After much public pressure, Alphabet, Apple, Facebook, Microsoft and Twitter released their first diversity reports in 2014. In the past ~7 years more companies are releasing diversity reports, but the energy supporting diversity in tech is dwarfed by the homogenous reality of the sector. Shouldn’t collecting and releasing these numbers inspire more urgent solutions? How many more years of bleak numbers can we stomach before we see change? Failure of this length and magnitude would not be tolerated for any business product, so where’s the disconnect and what can we do about it?

One big issue: diversity stats rarely tell the full story.

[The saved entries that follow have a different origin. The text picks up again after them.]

use serde::{Deserialize, Serialize};
use std::collections::HashSet;

use crate::common::UserId;

/// Giver -> recipient pairs produced by a draw, in participant join order.
#[derive(Debug, Clone, PartialEq, Eq, Default, Serialize, Deserialize)]
pub struct Assignment {
    pairs: Vec<(UserId, UserId)>,
}

impl Assignment {
    /// Pair `givers[i]` with `recipients[i]`.
    ///
    /// Extra entries in the longer slice are ignored; callers pass a slice and
    /// its derangement, which always have equal length.
    pub fn from_positions(givers: &[UserId], recipients: &[UserId]) -> Self {
        Self {
            pairs: givers
                .iter()
                .copied()
                .zip(recipients.iter().copied())
                .collect(),
        }
    }

    pub fn pairs(&self) -> &[(UserId, UserId)] {
        &self.pairs
    }

    pub fn len(&self) -> usize {
        self.pairs.len()
    }

    pub fn is_empty(&self) -> bool {
        self.pairs.is_empty()
    }

    pub fn recipient_for(&self, giver: UserId) -> Option<UserId> {
        self.pairs
            .iter()
            .find(|(g, _)| *g == giver)
            .map(|(_, recipient)| *recipient)
    }

    pub fn givers(&self) -> impl Iterator<Item = UserId> + '_ {
        self.pairs.iter().map(|(giver, _)| *giver)
    }

    /// True when the pairs form a bijection over the givers with no one
    /// drawing themselves.
    pub fn is_valid_derangement(&self) -> bool {
        let givers: HashSet<UserId> = self.givers().collect();
        let recipients: HashSet<UserId> = self.pairs.iter().map(|(_, r)| *r).collect();

        givers.len() == self.pairs.len()
            && recipients == givers
            && self.pairs.iter().all(|(giver, recipient)| giver != recipient)
    }
}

In tech, data talks. For better or worse, how diversity data is collected will determine if you get the story you want to hear versus the one you need to hear. For example, a large company might report “increased diversity” broadly — without collecting data that would illuminate that the majority of Black and brown employees are in positions with little to no power or support to advance. Or, most commonly, diversity reports might aggregate data into overly broad categories — for example, broadly treating all employees who identify as Black as a monolith, ignoring the nuances of the different experiences within racial groups, such as African American versus African versus Caribbean versus Afro-Latino. This can happen in other ways too — many diversity reports reveal the total number of Latinx employees, or the total number of male and female employees, but fail to provide the total number of Latina employees. These approaches are lazy and flawed, and they prevent companies from understanding and addressing the real and specific barriers that so many experience.

But there’s more: tech companies aren’t being held internally accountable for the diversity data that they are reporting.

Many companies fail to quantify, track, and scale corporate diversity, equity, & inclusion (DEI) goals like they do other parts of the business — and there’s often little structure (metrics, funding, etc.) to ensure companies are achieving what they say they want to achieve — if they’ve even declared a goal in the first place. No business unit would be considered successful if return on investment (ROI) increased by only a few percentage points (or fewer). But, sadly, that’s the rate of DEI growth. Everyone knows that diverse teams are more productive and overall contribute to a higher ROI, but, from a business standpoint, diversity is not set up to meet or exceed expectations.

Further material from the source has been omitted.